The US, by far the world’s largest defence market, has understandably become an increasingly important part of the strategy. QinetiQ recently acquired Avantus which is a market leader in cyber and data analytics, which fits with the cyber & information advantage theme, and comes with a suite of US defence customer relationships. This acquisition doubled the size of the US business and added 25% to group revenue. Avantus also came with higher-than-group-average growth. Questions were asked about the valuation paid but overall, having listened to Steve’s rationale, it is obvious why Avantus was purchased and its fits with the long term strategy.
The question that most concerned us was the strategy itself. Do you think you can win in the US? What is QinetiQ’s competitive advantage? Steve’s reply nodded to QinetiQ’s unique capabilities and ability to provide bespoke customer relationships in a way not possible for a US defence stalwart such as Lockheed Martin or Northup Grumman.

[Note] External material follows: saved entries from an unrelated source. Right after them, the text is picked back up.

mod test_utils;

use chrono::{DateTime, Duration, Utc};
use test_utils::{
    equity, eurusd, eurusd_surface, flat_smiles, load_raw_surface, recorded, shortly_after,
    EURUSD_FIXTURE, LENIENT_CONFIG,
};
use vol_surface::validation::{run_check, ValidationCheck};
use vol_surface::{
    default_configs, InstrumentType, RawSurface, SurfaceType, Underlying, ValidationConfig, ValidationContext,
    VolSurface,
};

fn delta_surface(underlying: Underlying, raw: RawSurface) -> VolSurface {
    VolSurface::new(SurfaceType::Delta, recorded(), underlying, raw)
}

/// Validate at `now` and return the failing check, if any.
fn failed_check(surface: &VolSurface, ctx: &ValidationContext<'_>) -> Option<ValidationCheck> {
    if surface.validate(ctx) {
        return None;
    }
    println!("Validation error: {:?}", surface.validation_error());
    surface.validation_failure().and_then(|err| err.check())
}

fn at<'a>(now: DateTime<Utc>) -> ValidationContext<'a> {
    ValidationContext::at(now)
}

// ------------------------------------------------------------------------------------------------
// Age
// ------------------------------------------------------------------------------------------------

#[test]
fn test_old_surface_fails_age_check() {
    let surface = eurusd_surface();
    let later = recorded() + Duration::hours(5);
    assert_eq!(failed_check(&surface, &at(later)), Some(ValidationCheck::Age));
    assert!(surface.validation_error().unwrap().contains("too old"));
}

#[test]
fn test_is_valid_uses_current_time() {
    // Recorded in 2024: long past the production age limit.
    let surface = eurusd_surface();
    assert!(!surface.is_valid());
    assert_eq!(
        surface.validation_failure().and_then(|e| e.check()),
        Some(ValidationCheck::Age)
    );
}

// ------------------------------------------------------------------------------------------------
// Structure
// ------------------------------------------------------------------------------------------------

#[test]
fn test_structure_requires_two_tenors() {
    let raw = RawSurface::new().with_smile(7, &[(25.0, 0.2), (50.0, 0.2), (75.0, 0.2)]);
    let surface = delta_surface(equity(), raw);
    assert_eq!(
        failed_check(&surface, &at(shortly_after())),
        Some(ValidationCheck::Structure)
    );
}

#[test]
fn test_structure_rejects_bad_tenors() {
    let smile = [(25.0, 0.2), (50.0, 0.2), (75.0, 0.2)];

    let too_long = delta_surface(
        equity(),
        RawSurface::new().with_smile(30, &smile).with_smile(400, &smile),
    );
    assert_eq!(
        failed_check(&too_long, &at(shortly_after())),
        Some(ValidationCheck::Structure)
    );

    let negative = delta_surface(
        equity(),
        RawSurface::new().with_smile(-1, &smile).with_smile(30, &smile),
    );
    assert_eq!(
        failed_check(&negative, &at(shortly_after())),
        Some(ValidationCheck::Structure)
    );
    assert!(negative.validation_error().unwrap().contains("negative"));
}

#[test]
fn test_forex_surface_needs_short_tenor() {
    let smile = [(25.0, 0.08), (50.0, 0.07), (75.0, 0.08)];
    let raw = || RawSurface::new().with_smile(30, &smile).with_smile(91, &smile);

    let fx = delta_surface(eurusd(), raw());
    assert_eq!(
        failed_check(&fx, &at(shortly_after())),
        Some(ValidationCheck::Structure)
    );

    // The same quotes on an equity are fine.
    let stock = delta_surface(equity(), raw());
    assert_eq!(failed_check(&stock, &at(shortly_after())), None);
}

#[test]
fn test_structure_rejects_bad_smiles() {
    let cases: [&[(f64, f64)]; 4] = [
        // Volatility above the maximum
        &[(25.0, 5.5), (50.0, 5.2), (75.0, 5.5)],
        // Not a number
        &[(25.0, 0.2), (50.0, f64::NAN), (75.0, 0.2)],
        // Points too far apart
        &[(10.0, 0.2), (50.0, 0.2), (90.0, 0.2)],
        // Volatility jump between adjacent points
        &[(25.0, 0.2), (50.0, 0.4), (75.0, 0.4)],
    ];
    for smile in cases {
        let raw = RawSurface::new()
            .with_smile(30, smile)
            .with_smile(91, &[(25.0, 0.2), (50.0, 0.2), (75.0, 0.2)]);
        let surface = delta_surface(equity(), raw);
        assert_eq!(
            failed_check(&surface, &at(shortly_after())),
            Some(ValidationCheck::Structure),
            "smile {smile:?} should fail the structure check"
        );
    }
}

#[test]
fn test_short_tenors_get_extra_smile_allowance() {
    // 50% relative jump: above 40%, within the short-tenor 60%.
    let steep = [(25.0, 0.20), (50.0, 0.30), (75.0, 0.30)];
    let flat = [(25.0, 0.30), (50.0, 0.30), (75.0, 0.30)];
    let ctx = at(shortly_after());

    let short = delta_surface(
        equity(),
        RawSurface::new().with_smile(7, &steep).with_smile(91, &flat),
    );
    assert!(run_check(ValidationCheck::Structure, &short, &ctx).is_ok());

    let long = delta_surface(
        equity(),
        RawSurface::new().with_smile(30, &steep).with_smile(91, &flat),
    );
    assert!(run_check(ValidationCheck::Structure, &long, &ctx).is_err());
}

// ------------------------------------------------------------------------------------------------
// Smile consistency
// ------------------------------------------------------------------------------------------------

#[test]
fn test_differing_point_sets_fail_consistency() {
    let raw = RawSurface::new()
        .with_smile(1, &[(25.0, 0.2), (50.0, 0.2), (75.0, 0.2)])
        .with_smile(7, &[(10.0, 0.2), (50.0, 0.2), (90.0, 0.2)]);
    let surface = delta_surface(equity(), raw);

    let err = run_check(ValidationCheck::SmileConsistency, &surface, &at(shortly_after()))
        .expect_err("Point sets differ");
    assert_eq!(err.check(), Some(ValidationCheck::SmileConsistency));
    assert!(!surface.validate(&at(shortly_after())));
}

#[test]
fn test_consistency_is_first_failure_when_structure_passes() {
    let raw = RawSurface::new()
        .with_smile(1, &[(25.0, 0.2), (50.0, 0.2), (75.0, 0.2)])
        .with_smile(7, &[(20.0, 0.2), (50.0, 0.2), (80.0, 0.2)]);
    let surface = delta_surface(equity(), raw);
    assert_eq!(
        failed_check(&surface, &at(shortly_after())),
        Some(ValidationCheck::SmileConsistency)
    );
}

// ------------------------------------------------------------------------------------------------
// History: identical surface and volatility jump
// ------------------------------------------------------------------------------------------------

#[test]
fn test_unchanged_surface_goes_stale() {
    let raw = load_raw_surface(EURUSD_FIXTURE).unwrap();
    let previous = VolSurface::new(
        SurfaceType::Delta,
        recorded() - Duration::hours(5),
        eurusd(),
        raw.clone(),
    );
    let current = delta_surface(eurusd(), raw);

    let ctx = at(shortly_after()).with_previous(&previous);
    assert_eq!(
        failed_check(&current, &ctx),
        Some(ValidationCheck::IdenticalSurface)
    );
    assert!(current.validation_error().unwrap().contains("stale"));
}

#[test]
fn test_unchanged_surface_is_fine_when_recent_or_quanto() {
    let raw = load_raw_surface(EURUSD_FIXTURE).unwrap();

    let recent = VolSurface::new(
        SurfaceType::Delta,
        recorded() - Duration::hours(1),
        eurusd(),
        raw.clone(),
    );
    let current = delta_surface(eurusd(), raw.clone());
    assert_eq!(
        failed_check(&current, &at(shortly_after()).with_previous(&recent)),
        None
    );

    let old = VolSurface::new(
        SurfaceType::Delta,
        recorded() - Duration::hours(5),
        eurusd(),
        raw.clone(),
    );
    let quanto = delta_surface(eurusd().with_quanto_only(true), raw);
    let ctx = at(shortly_after()).with_previous(&old);
    assert!(run_check(ValidationCheck::IdenticalSurface, &quanto, &ctx).is_ok());
}

#[test]
fn test_staleness_is_measured_against_validation_time() {
    // Identical quotes re-sent an hour later, validated when the last real
    // update is five hours old.
    let raw = load_raw_surface(EURUSD_FIXTURE).unwrap();
    let previous = VolSurface::new(
        SurfaceType::Delta,
        recorded() - Duration::hours(1),
        eurusd(),
        raw.clone(),
    );
    let current = delta_surface(eurusd(), raw);

    let ctx = at(recorded() + Duration::hours(4)).with_previous(&previous);
    let err = run_check(ValidationCheck::IdenticalSurface, &current, &ctx).unwrap_err();
    assert_eq!(err.check(), Some(ValidationCheck::IdenticalSurface));
    assert!(err.to_string().contains("stale"));

    let ctx = at(shortly_after()).with_previous(&previous);
    assert!(run_check(ValidationCheck::IdenticalSurface, &current, &ctx).is_ok());
}

#[test]
fn test_large_volatility_move_fails_jump_check() {
    let tenors_prev = [(7, 0.10), (30, 0.10)];
    let tenors_now = [(7, 0.25), (30, 0.25)];
    let previous = flat_smiles(equity(), recorded() - Duration::minutes(30), &tenors_prev);
    let current = flat_smiles(equity(), recorded(), &tenors_now);

    let ctx = at(shortly_after()).with_previous(&previous);
    assert_eq!(
        failed_check(&current, &ctx),
        Some(ValidationCheck::VolatilityJump)
    );
}

#[test]
fn test_small_volatility_move_passes() {
    let previous = flat_smiles(
        equity(),
        recorded() - Duration::minutes(30),
        &[(7, 0.10), (30, 0.10)],
    );
    let current = flat_smiles(equity(), recorded(), &[(7, 0.11), (30, 0.11)]);

    let ctx = at(shortly_after()).with_previous(&previous);
    assert_eq!(failed_check(&current, &ctx), None);
}

#[test]
fn test_jump_check_compares_across_shifted_smile_grids() {
    // The previous surface quotes none of the current smile points.
    let previous = VolSurface::new(
        SurfaceType::Delta,
        recorded() - Duration::minutes(30),
        equity(),
        RawSurface::new()
            .with_smile(7, &[(30.0, 0.10), (55.0, 0.10), (80.0, 0.10)])
            .with_smile(30, &[(30.0, 0.10), (55.0, 0.10), (80.0, 0.10)]),
    );
    let current = delta_surface(
        equity(),
        RawSurface::new()
            .with_smile(7, &[(25.0, 0.40), (50.0, 0.40), (75.0, 0.40)])
            .with_smile(30, &[(25.0, 0.40), (50.0, 0.40), (75.0, 0.40)]),
    );

    let ctx = at(shortly_after()).with_previous(&previous);
    let err = run_check(ValidationCheck::VolatilityJump, &current, &ctx).unwrap_err();
    println!("Jump failure: {err}");
    assert_eq!(err.check(), Some(ValidationCheck::VolatilityJump));
}

#[test]
fn test_jump_check_skips_tenors_the_previous_surface_cannot_reach() {
    let previous = flat_smiles(equity(), recorded() - Duration::minutes(30), &[(7, 0.10), (14, 0.10)]);
    // The 60 day tenor is beyond the previous surface; it must not count as a jump.
    let current = flat_smiles(equity(), recorded(), &[(7, 0.10), (60, 0.30)]);

    let ctx = at(shortly_after()).with_previous(&previous);
    assert!(run_check(ValidationCheck::VolatilityJump, &current, &ctx).is_ok());
}

// ------------------------------------------------------------------------------------------------
// Calendar and admissibility
// ------------------------------------------------------------------------------------------------

#[test]
fn test_falling_total_variance_fails_calendar_check() {
    let surface = flat_smiles(equity(), recorded(), &[(30, 0.3), (60, 0.2)]);
    assert_eq!(
        failed_check(&surface, &at(shortly_after())),
        Some(ValidationCheck::Calendar)
    );
    assert!(surface.validation_error().unwrap().contains("calendar"));
}

#[test]
fn test_inverted_call_price_fails_admissibility() {
    // At one year the 45 point call is dearer than the 50 point call.
    let raw = RawSurface::new()
        .with_smile(7, &[(45.0, 0.20), (50.0, 0.20), (55.0, 0.20)])
        .with_smile(365, &[(45.0, 0.25), (50.0, 0.20), (55.0, 0.20)]);
    let surface = delta_surface(equity(), raw);

    assert!(!surface.validate(&at(shortly_after())));
    let message = surface.validation_error().unwrap();
    println!("Admissibility failure: {message}");
    assert!(message.contains("admissibility"));
    assert_eq!(
        surface.validation_failure().and_then(|e| e.check()),
        Some(ValidationCheck::Admissibility)
    );
}

#[test]
fn test_premium_adjusted_pair_passes_admissibility() {
    let usdjpy = Underlying::new("USDJPY", "FX", InstrumentType::Forex);
    assert!(usdjpy.premium_adjusted);
    let surface = delta_surface(usdjpy, load_raw_surface(EURUSD_FIXTURE).unwrap());

    assert!(run_check(ValidationCheck::Admissibility, &surface, &at(shortly_after())).is_ok());
}

#[test]
fn test_moneyness_admissibility_needs_falling_prices() {
    // A volatility spike at 110 makes the 110 call dearer than the 100 call.
    let raw = RawSurface::new()
        .with_smile(30, &[(90.0, 0.20), (100.0, 0.20), (110.0, 0.20)])
        .with_smile(365, &[(90.0, 0.20), (100.0, 0.20), (110.0, 0.40)]);
    let surface = VolSurface::new(SurfaceType::Moneyness, recorded(), equity(), raw);

    let err = run_check(ValidationCheck::Admissibility, &surface, &at(shortly_after()))
        .expect_err("Call prices should not rise with strike");
    assert_eq!(err.check(), Some(ValidationCheck::Admissibility));
}

// ------------------------------------------------------------------------------------------------
// Recording and configuration
// ------------------------------------------------------------------------------------------------

#[test]
fn test_validation_failure_is_sticky() {
    let surface = eurusd_surface();
    assert!(!surface.validate(&at(recorded() + Duration::hours(5))));
    // A later run that would pass does not clear the failure.
    assert!(!surface.validate(&at(shortly_after())));
    assert_eq!(
        surface.validation_failure().and_then(|e| e.check()),
        Some(ValidationCheck::Age)
    );
}

#[test]
fn test_toml_config_changes_limits() {
    let strict = ValidationConfig::from_toml_str("max_age_secs = 60").unwrap();
    let surface = eurusd_surface().with_config(strict);
    assert_eq!(
        failed_check(&surface, &at(shortly_after())),
        Some(ValidationCheck::Age)
    );

    let lenient = ValidationConfig::from_file(LENIENT_CONFIG).expect("Failed to load config");
    assert_eq!(lenient.max_tenor_days, 1095);
    assert_eq!(lenient.stale_after_secs, 15_000);
    let surface = eurusd_surface().with_config(lenient);
    assert_eq!(failed_check(&surface, &at(recorded() + Duration::days(30))), None);
}

#[test]
fn test_lenient_preset_accepts_long_tenors() {
    let smile = [(25.0, 0.2), (50.0, 0.2), (75.0, 0.2)];
    let raw = || RawSurface::new().with_smile(30, &smile).with_smile(730, &smile);

    let production = delta_surface(equity(), raw()).with_config(default_configs::production());
    assert_eq!(
        failed_check(&production, &at(shortly_after())),
        Some(ValidationCheck::Structure)
    );

    let lenient = delta_surface(equity(), raw()).with_config(default_configs::lenient());
    assert_eq!(failed_check(&lenient, &at(shortly_after())), None);
}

Only time will tell, but it seems the US, as is often the case, is the battleground on which the strategy will succeed or fail.
52 week high-low £32.70 – £22.46
Net Yield 2.27%
Hist/Pros PER 124/21
Equity Market Cap (M) £5,254
Alison Brittain, CEO, Hermant Pate, CFO, and Peter Reynolds, Head of IR
It is commonly stated that ‘the only constant in business is change’ and so I always feel apprehension when I see an exceptional management team handover the reins to new management. We held an in-person meeting with Whitbread in our offices as they are in the midst of such senior management change.

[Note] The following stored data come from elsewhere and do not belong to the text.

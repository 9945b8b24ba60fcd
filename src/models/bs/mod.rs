// Black-Scholes helpers used by delta conversion and the admissibility check:
// vanilla prices, spot deltas (plain and premium adjusted) and the inverse
// map from a smile delta coordinate to a strike.

use anyhow::Result;
use roots::find_root_brent;
use statrs::distribution::{ContinuousCDF, Normal};

use crate::error::SurfaceError;

/// Geometric step used when bracketing a premium-adjusted strike.
const BRACKET_STEP: f64 = 0.9;
const MAX_BRACKET_STEPS: usize = 80;
const STRIKE_TOLERANCE: f64 = 1e-10;

/// Option type: call or put.
#[derive(Debug, Clone, Copy, PartialEq, Eq, Hash)]
#[cfg_attr(feature = "serde", derive(serde::Serialize, serde::Deserialize))]
pub enum OptionType {
    Call,
    Put,
}

impl OptionType {
    /// Option type and delta magnitude (0-1) behind a smile delta coordinate.
    ///
    /// Points at or below 50 are calls with delta `point / 100`; points above
    /// 50 are puts with delta magnitude `(100 - point) / 100`.
    pub fn from_delta_point(point: f64) -> (OptionType, f64) {
        if point > 50.0 {
            (OptionType::Put, (100.0 - point) / 100.0)
        } else {
            (OptionType::Call, point / 100.0)
        }
    }
}

pub fn norm_cdf(x: f64) -> f64 {
    // 0.5 * [1 + erf(x / sqrt(2))]
    0.5 * (1.0 + libm::erf(x / (2.0_f64).sqrt()))
}

fn norm_inv_cdf(p: f64) -> f64 {
    match Normal::new(0.0, 1.0) {
        Ok(normal) => normal.inverse_cdf(p),
        Err(_) => f64::NAN,
    }
}

#[allow(non_snake_case)]
fn d1_d2(S: f64, K: f64, r: f64, q: f64, T: f64, sigma: f64) -> (f64, f64) {
    let sig_sqrt_t = sigma * T.sqrt();
    let d1 = ((S / K).ln() + (r - q + 0.5 * sigma.powi(2)) * T) / sig_sqrt_t;
    (d1, d1 - sig_sqrt_t)
}

/// Price of a European call option under Black-Scholes assumptions.
#[allow(non_snake_case)]
pub fn bs_call_price(S: f64, K: f64, r: f64, q: f64, T: f64, sigma: f64) -> f64 {
    if T <= 0.0 || sigma <= 0.0 {
        return (S * (-q * T).exp() - K * (-r * T).exp()).max(0.0);
    }
    let (d1, d2) = d1_d2(S, K, r, q, T, sigma);
    S * (-q * T).exp() * norm_cdf(d1) - K * (-r * T).exp() * norm_cdf(d2)
}

/// Price of a European put option under Black-Scholes assumptions.
#[allow(non_snake_case)]
pub fn bs_put_price(S: f64, K: f64, r: f64, q: f64, T: f64, sigma: f64) -> f64 {
    if T <= 0.0 || sigma <= 0.0 {
        return (K * (-r * T).exp() - S * (-q * T).exp()).max(0.0);
    }
    let (d1, d2) = d1_d2(S, K, r, q, T, sigma);
    let nd1m = 1.0 - norm_cdf(d1);
    let nd2m = 1.0 - norm_cdf(d2);
    K * (-r * T).exp() * nd2m - S * (-q * T).exp() * nd1m
}

/// Signed spot delta. With `premium_adjusted` the premium (in units of the
/// underlying) is subtracted, which gives `K/S e^{-rT} N(d2)` for calls.
#[allow(non_snake_case)]
#[allow(clippy::too_many_arguments)]
pub fn bs_spot_delta(
    option_type: OptionType,
    S: f64,
    K: f64,
    r: f64,
    q: f64,
    T: f64,
    sigma: f64,
    premium_adjusted: bool,
) -> f64 {
    if sigma <= 0.0 || T <= 0.0 {
        let itm = match option_type {
            OptionType::Call => S > K,
            OptionType::Put => S < K,
        };
        return match (option_type, itm) {
            (OptionType::Call, true) => 1.0,
            (OptionType::Put, true) => -1.0,
            _ => 0.0,
        };
    }
    let (d1, _) = d1_d2(S, K, r, q, T, sigma);
    let df_q = (-q * T).exp();
    let unadjusted = match option_type {
        OptionType::Call => df_q * norm_cdf(d1),
        OptionType::Put => df_q * (norm_cdf(d1) - 1.0),
    };
    if !premium_adjusted {
        return unadjusted;
    }
    let premium = match option_type {
        OptionType::Call => bs_call_price(S, K, r, q, T, sigma),
        OptionType::Put => bs_put_price(S, K, r, q, T, sigma),
    };
    unadjusted - premium / S
}

/// Smile delta coordinate (0-100) of a strike.
///
/// Uses the call delta while it is at most 50, the put side otherwise, so the
/// result lines up with [`OptionType::from_delta_point`].
#[allow(non_snake_case)]
pub fn delta_point_from_strike(
    S: f64,
    K: f64,
    r: f64,
    q: f64,
    T: f64,
    sigma: f64,
    premium_adjusted: bool,
) -> f64 {
    let call = 100.0 * bs_spot_delta(OptionType::Call, S, K, r, q, T, sigma, premium_adjusted);
    if call <= 50.0 {
        return call;
    }
    let put = bs_spot_delta(OptionType::Put, S, K, r, q, T, sigma, premium_adjusted);
    100.0 - 100.0 * put.abs()
}

/// Strike whose delta equals the smile delta coordinate `point`.
#[allow(non_snake_case)]
pub fn strike_from_delta_point(
    point: f64,
    S: f64,
    r: f64,
    q: f64,
    T: f64,
    sigma: f64,
    premium_adjusted: bool,
) -> Result<f64> {
    if !(point > 0.0 && point < 100.0) {
        return Err(SurfaceError::input(format!(
            "delta point must lie strictly between 0 and 100, got {point}"
        ))
        .into());
    }
    if !(S > 0.0 && T > 0.0 && sigma > 0.0) {
        return Err(SurfaceError::input(format!(
            "strike inversion needs positive spot, time and vol (S={S}, T={T}, sigma={sigma})"
        ))
        .into());
    }

    let (option_type, magnitude) = OptionType::from_delta_point(point);
    let sig_sqrt_t = sigma * T.sqrt();
    let drift = (r - q + 0.5 * sigma * sigma) * T;

    // Closed form for unadjusted spot delta: N(±d1) = |delta| e^{qT}.
    let scaled = magnitude * (q * T).exp();
    if !(scaled > 0.0 && scaled < 1.0) {
        return Err(SurfaceError::numerical(format!(
            "delta {magnitude} is unreachable with q={q}, T={T}"
        ))
        .into());
    }
    let d1 = match option_type {
        OptionType::Call => norm_inv_cdf(scaled),
        OptionType::Put => -norm_inv_cdf(scaled),
    };
    let unadjusted_strike = S * (drift - d1 * sig_sqrt_t).exp();
    if !premium_adjusted {
        return Ok(unadjusted_strike);
    }

    let objective = |k: f64| {
        bs_spot_delta(option_type, S, k, r, q, T, sigma, true).abs() - magnitude
    };
    // Calls are solved on the branch where delta falls as strike rises; put
    // delta magnitude rises with strike everywhere.
    let decreasing = option_type == OptionType::Call;
    solve_strike(objective, unadjusted_strike, decreasing)
}

/// Walk geometrically away from `start` until `f` changes sign, then refine
/// with Brent's method.
fn solve_strike(f: impl Fn(f64) -> f64, start: f64, decreasing: bool) -> Result<f64> {
    let f_start = f(start);
    if f_start == 0.0 {
        return Ok(start);
    }
    let walk_down = (f_start < 0.0) == decreasing;
    let factor = if walk_down {
        BRACKET_STEP
    } else {
        1.0 / BRACKET_STEP
    };

    let mut prev = start;
    for _ in 0..MAX_BRACKET_STEPS {
        let next = prev * factor;
        let f_next = f(next);
        if !f_next.is_finite() {
            break;
        }
        if f_next.signum() != f_start.signum() {
            let (lo, hi) = if next < prev { (next, prev) } else { (prev, next) };
            let mut tolerance = STRIKE_TOLERANCE;
            return find_root_brent(lo, hi, &f, &mut tolerance).map_err(|e| {
                anyhow::Error::from(SurfaceError::numerical(format!(
                    "strike root finding failed: {e:?}"
                )))
            });
        }
        prev = next;
    }
    Err(SurfaceError::numerical(format!(
        "could not bracket premium-adjusted strike starting from {start}"
    ))
    .into())
}

#[cfg(test)]
mod tests {
    use super::*;
    use approx::assert_abs_diff_eq;

    #[test]
    fn put_call_parity_holds() {
        let (s, k, r, q, t, sigma) = (100.0, 105.0, 0.03, 0.01, 0.5, 0.25);
        let call = bs_call_price(s, k, r, q, t, sigma);
        let put = bs_put_price(s, k, r, q, t, sigma);
        let parity = s * (-q * t).exp() - k * (-r * t).exp();
        assert_abs_diff_eq!(call - put, parity, epsilon = 1e-6);
    }

    #[test]
    fn delta_point_classification() {
        assert_eq!(OptionType::from_delta_point(25.0), (OptionType::Call, 0.25));
        assert_eq!(OptionType::from_delta_point(50.0), (OptionType::Call, 0.5));
        let (kind, magnitude) = OptionType::from_delta_point(90.0);
        assert_eq!(kind, OptionType::Put);
        assert_abs_diff_eq!(magnitude, 0.1, epsilon = 1e-12);
    }

    #[test]
    fn strike_inversion_recovers_delta_point() {
        for premium_adjusted in [false, true] {
            for point in [10.0, 25.0, 40.0, 60.0, 75.0, 90.0] {
                let k = strike_from_delta_point(point, 100.0, 0.02, 0.01, 0.25, 0.15, premium_adjusted)
                    .unwrap();
                let back = delta_point_from_strike(100.0, k, 0.02, 0.01, 0.25, 0.15, premium_adjusted);
                assert_abs_diff_eq!(back, point, epsilon = 1e-6);
            }
        }
    }

    #[test]
    fn strikes_fall_as_delta_point_rises() {
        let strikes: Vec<f64> = [10.0, 25.0, 50.0, 75.0, 90.0]
            .iter()
            .map(|&p| strike_from_delta_point(p, 100.0, 0.0, 0.0, 1.0, 0.2, false).unwrap())
            .collect();
        assert!(strikes.windows(2).all(|w| w[1] < w[0]));
    }

    #[test]
    fn premium_adjusted_call_delta_is_smaller() {
        let plain = bs_spot_delta(OptionType::Call, 100.0, 100.0, 0.0, 0.0, 1.0, 0.2, false);
        let adjusted = bs_spot_delta(OptionType::Call, 100.0, 100.0, 0.0, 0.0, 1.0, 0.2, true);
        assert!(adjusted < plain);
    }

    #[test]
    fn rejects_out_of_range_points() {
        assert!(strike_from_delta_point(0.0, 100.0, 0.0, 0.0, 1.0, 0.2, false).is_err());
        assert!(strike_from_delta_point(100.0, 100.0, 0.0, 0.0, 1.0, 0.2, false).is_err());
    }
}
//! Market inputs of a surface: raw quotes, the underlying and rate curves.

pub mod rates;
pub mod types;
pub mod underlying;

pub use rates::*;
pub use types::*;
pub use underlying::*;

Nicholas Cadbury, Whitbread’s Group Finance Director until March 2022, was, in my view, a prudent and highly skilled finance leader who subsequently joined British Airways owner, IAG, as their new CFO. Nicholas’ successor at Whitbread, CFO Hermant Patel joined from Greene King where he led the finance division, covering over 1,700 managed pubs. Hermant brings relevant experience in both hospitality and real estate management of freehold and leasehold property assets. This background appears valuable for advancing Whitbread-owned Premier Inn’s German expansion.
Alison Brittain, Whitbread’s current CEO is also set to leave Whitbread in 2023 to join the Premier League as its new Chair. Alison is a highly energetic and driven individual and an accomplished business leader and negotiator. She comes across as highly likeable, self-confident and resilient but equally open-minded and forward thinking. Set to replace Alison is, Whitbread alumnus and outgoing CEO of Domino’s Pizza Group, Dominic Paul. I’ve yet to meet Dominic who joins Whitbread in early 2023. However, he led Costa Coffee under Whitbread’s ownership and should therefore bring, on paper, valuable experience to re-energise Whitbread’s restaurant division post-COVID.
Looking ahead, we will focus on monitoring any new strategic initiatives that Whitbread’s new CEO and CFO announce to assess carefully how we believe they may resonate with Whitbread’s culture and the current opportunities and challenges facing the business.